→ The task: Copy every line that holds the string "executor" from the data below.

→ Given information:
pub mod bitstream;
pub mod config;
pub mod container;
pub mod error;
pub mod frame;
pub mod inter;
pub mod intra;
pub mod ivf;
pub mod motion;
pub mod rawio;
pub mod util;

pub use config::{DecoderConfig, EncoderConfig};
pub use container::{Decoder, Encoder, HostPlane};
pub use error::{Result, RmvError};
pub use frame::Frame;
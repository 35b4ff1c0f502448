// Host-supplied configuration for encoder/decoder contexts.
//
// Mirrors the options table in the wire-format interface: `keyint_min`,
// `me_range`, `width`, `height`. Validation happens once at construction so
// the hot encode/decode paths never need to re-check these invariants.

use crate::error::{Result, RmvError};

pub const ME_RANGE_DEFAULT: i32 = 4;
pub const ME_RANGE_MAX: i32 = 127;

#[derive(Clone, Debug)]
pub struct EncoderConfig {
  pub width: usize,
  pub height: usize,
  pub keyint_min: u32,
  pub me_range: i32,
}

impl EncoderConfig {
  pub fn new(width: usize, height: usize, keyint_min: u32) -> Result<Self> {
    Self::with_me_range(width, height, keyint_min, ME_RANGE_DEFAULT)
  }

  pub fn with_me_range(width: usize, height: usize, keyint_min: u32, me_range: i32) -> Result<Self> {
    if width == 0 || height == 0 {
      return Err(RmvError::unsupported("width and height must both be non-zero"));
    }
    if keyint_min == 0 {
      return Err(RmvError::unsupported("keyint_min must be at least 1"));
    }
    Ok(Self {
      width,
      height,
      keyint_min,
      me_range: me_range.clamp(1, ME_RANGE_MAX),
    })
  }
}

#[derive(Clone, Debug)]
pub struct DecoderConfig {
  pub width: usize,
  pub height: usize,
}

impl DecoderConfig {
  pub fn new(width: usize, height: usize) -> Result<Self> {
    if width == 0 || height == 0 {
      return Err(RmvError::unsupported("width and height must both be non-zero"));
    }
    Ok(Self { width, height })
  }
}
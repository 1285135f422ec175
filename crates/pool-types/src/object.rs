use serde::{Deserialize, Serialize};

use crate::GAS_COIN_TYPE;

/// Opaque, stable identifier for an on-chain object.
///
/// Two objects with the same id are the same object across mutations; the
/// [`digest`](PoolObject::digest) and [`version`](PoolObject::version) are
/// what change.
pub type ObjectId = String;

/// An object owned by a pool's signer.
#[derive(Debug, Clone, PartialEq, Eq, Serialize, Deserialize)]
#[serde(rename_all = "camelCase")]
pub struct PoolObject {
    pub object_id: ObjectId,
    /// Opaque content fingerprint; changes with every mutation.
    pub digest:    String,
    /// Monotonic version identifier.
    pub version:   u64,
    /// Fully-qualified type tag. Empty string if the backend omitted it.
    #[serde(rename = "type", default)]
    pub type_:     String
}

impl PoolObject {
    pub fn new(object_id: impl Into<ObjectId>, digest: impl Into<String>, version: u64, type_: impl Into<String>) -> Self {
        Self { object_id: object_id.into(), digest: digest.into(), version, type_: type_.into() }
    }

    /// Whether this object's type tag matches the gas-coin type.
    pub fn is_gas_coin(&self) -> bool {
        self.type_ == GAS_COIN_TYPE
    }

    pub fn as_reference(&self) -> ObjectReference {
        ObjectReference {
            object_id: self.object_id.clone(),
            digest:    self.digest.clone(),
            version:   self.version
        }
    }
}

/// The subset of a [`PoolObject`] used for gas payment and transaction
/// inputs: no type tag, since the transaction-block builder and the RPC
/// client only need the id/digest/version triple to reference an object.
#[derive(Debug, Clone, PartialEq, Eq, Serialize, Deserialize)]
#[serde(rename_all = "camelCase")]
pub struct ObjectReference {
    pub object_id: ObjectId,
    pub digest:    String,
    pub version:   u64
}

impl From<&PoolObject> for ObjectReference {
    fn from(obj: &PoolObject) -> Self {
        obj.as_reference()
    }
}

#[cfg(test)]
mod tests {
    use super::*;

    #[test]
    fn gas_coin_detection_is_exact_type_match() {
        let coin = PoolObject::new("0x1", "d1", 1, GAS_COIN_TYPE);
        let other = PoolObject::new("0x2", "d2", 1, "0x2::sui::SUI");
        assert!(coin.is_gas_coin());
        assert!(!other.is_gas_coin());
    }

    #[test]
    fn missing_type_defaults_to_empty_string() {
        let json = r#"{"objectId":"0x1","digest":"d1","version":1}"#;
        let obj: PoolObject = serde_json::from_str(json).unwrap();
        assert_eq!(obj.type_, "");
    }
}
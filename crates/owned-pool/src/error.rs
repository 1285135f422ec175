use object_feed::FeedError;
use pool_types::ObjectId;
use rpc_client::RpcError;

/// Errors a [`Pool`](crate::Pool) can raise.
///
/// [`executor`](https://docs.rs/executor) treats every one of these the
/// same way: any `Err` out of `sign_and_execute` merges the worker back
/// into the main pool and consumes one retry, regardless of variant —
/// `OwnershipViolation` and `DryRunFailed` included. See
/// `executor::ExecutorService::execute` and DESIGN.md's resolution of the
/// corresponding Open Question.
#[derive(Debug, thiserror::Error)]
pub enum PoolError {
    #[error("failed to fetch objects: {0}")]
    Fetch(#[from] FeedError),
    #[error("split could not produce the strategy's minimal contents before the feed ran out")]
    SplitExhausted,
    #[error("split strategy's post-condition was never satisfied before the feed ran out")]
    SplitStrategyUnsatisfied,
    #[error("transaction input {0} is neither owned by this pool nor immutable")]
    OwnershipViolation(ObjectId),
    #[error("pool has no gas coin available to pay for this transaction")]
    NoGasCoin,
    #[error("dry run rejected the transaction: {0}")]
    DryRunFailed(String),
    #[error("transaction execution failed: {0}")]
    ExecutionError(String),
    #[error("merge found overlapping object ids between pools that should have been disjoint: {0:?}")]
    MergeCollision(Vec<ObjectId>),
    #[error("rpc call failed: {0}")]
    Rpc(#[from] RpcError)
}
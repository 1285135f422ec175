use pool_types::ObjectId;

/// Errors surfaced by an [`RpcClient`](crate::RpcClient) implementation.
///
/// This crate does not implement a transport; it only describes the shape a
/// backend must answer to. Concrete backends (a Sui JSON-RPC client, a mock
/// for tests) map their own transport/decode failures into these variants.
#[derive(Debug, thiserror::Error)]
pub enum RpcError {
    #[error("transport error: {0}")]
    Transport(String),
    #[error("object {0} not found")]
    ObjectNotFound(ObjectId),
    #[error("malformed response from backend: {0}")]
    Malformed(String)
}
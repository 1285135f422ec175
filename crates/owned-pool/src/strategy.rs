use pool_types::{PoolObject, ADMIN_CAP_MARKER};

/// What [`Pool::split`](crate::Pool::split) should do with one candidate
/// object.
#[derive(Debug, Clone, Copy, PartialEq, Eq)]
pub enum Decision {
    Move,
    Keep,
    Stop
}

/// Policy deciding which objects move into a new pool during
/// [`Pool::split`](crate::Pool::split).
///
/// Implementations are single-use and stateful — a splitter instantiates a
/// fresh one per call, the same way [`order-pool`'s limit-order
/// subpools](https://docs.rs/order-pool) are re-derived rather than reused
/// across blocks.
pub trait SplitStrategy: Send {
    fn decide(&mut self, obj: &PoolObject) -> Decision;

    /// Checked after exhausting one pass over the candidate snapshot; while
    /// `false`, `split` fetches another page and retries.
    fn succeeded(&self) -> bool;
}

impl<T: SplitStrategy + ?Sized> SplitStrategy for Box<T> {
    fn decide(&mut self, obj: &PoolObject) -> Decision {
        (**self).decide(obj)
    }

    fn succeeded(&self) -> bool {
        (**self).succeeded()
    }
}

/// Moves exactly one gas coin into the new pool and nothing else.
#[derive(Debug, Clone, Copy)]
pub struct DefaultStrategy {
    coin_quota: u32
}

impl DefaultStrategy {
    pub fn new() -> Self {
        Self { coin_quota: 1 }
    }
}

impl Default for DefaultStrategy {
    fn default() -> Self {
        Self::new()
    }
}

impl SplitStrategy for DefaultStrategy {
    fn decide(&mut self, obj: &PoolObject) -> Decision {
        if self.coin_quota == 0 {
            return Decision::Stop;
        }
        if obj.is_gas_coin() {
            self.coin_quota -= 1;
            Decision::Move
        } else {
            Decision::Keep
        }
    }

    fn succeeded(&self) -> bool {
        self.coin_quota == 0
    }
}

/// Moves one gas coin, one non-coin object, and the single object whose
/// type tag names both `"AdminCap"` and `package_id`.
#[derive(Debug, Clone)]
pub struct IncludeAdminCapStrategy {
    package_id:     String,
    coin_quota:     u32,
    non_coin_quota: u32,
    admin_cap_seen: bool
}

impl IncludeAdminCapStrategy {
    pub fn new(package_id: impl Into<String>) -> Self {
        Self { package_id: package_id.into(), coin_quota: 1, non_coin_quota: 1, admin_cap_seen: false }
    }
}

impl SplitStrategy for IncludeAdminCapStrategy {
    fn decide(&mut self, obj: &PoolObject) -> Decision {
        if obj.type_.contains(ADMIN_CAP_MARKER) && obj.type_.contains(&self.package_id) {
            self.admin_cap_seen = true;
            return Decision::Move;
        }

        if self.coin_quota == 0 && self.non_coin_quota == 0 && self.admin_cap_seen {
            return Decision::Stop;
        }

        if obj.is_gas_coin() && self.coin_quota > 0 {
            self.coin_quota -= 1;
            return Decision::Move;
        }

        if !obj.is_gas_coin() && self.non_coin_quota > 0 {
            self.non_coin_quota -= 1;
            return Decision::Move;
        }

        Decision::Keep
    }

    fn succeeded(&self) -> bool {
        self.coin_quota == 0 && self.non_coin_quota == 0 && self.admin_cap_seen
    }
}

→ Answer space:
/// [`executor`](https://docs.rs/executor) treats every one of these the
/// `executor::ExecutorService::execute` and DESIGN.md's resolution of the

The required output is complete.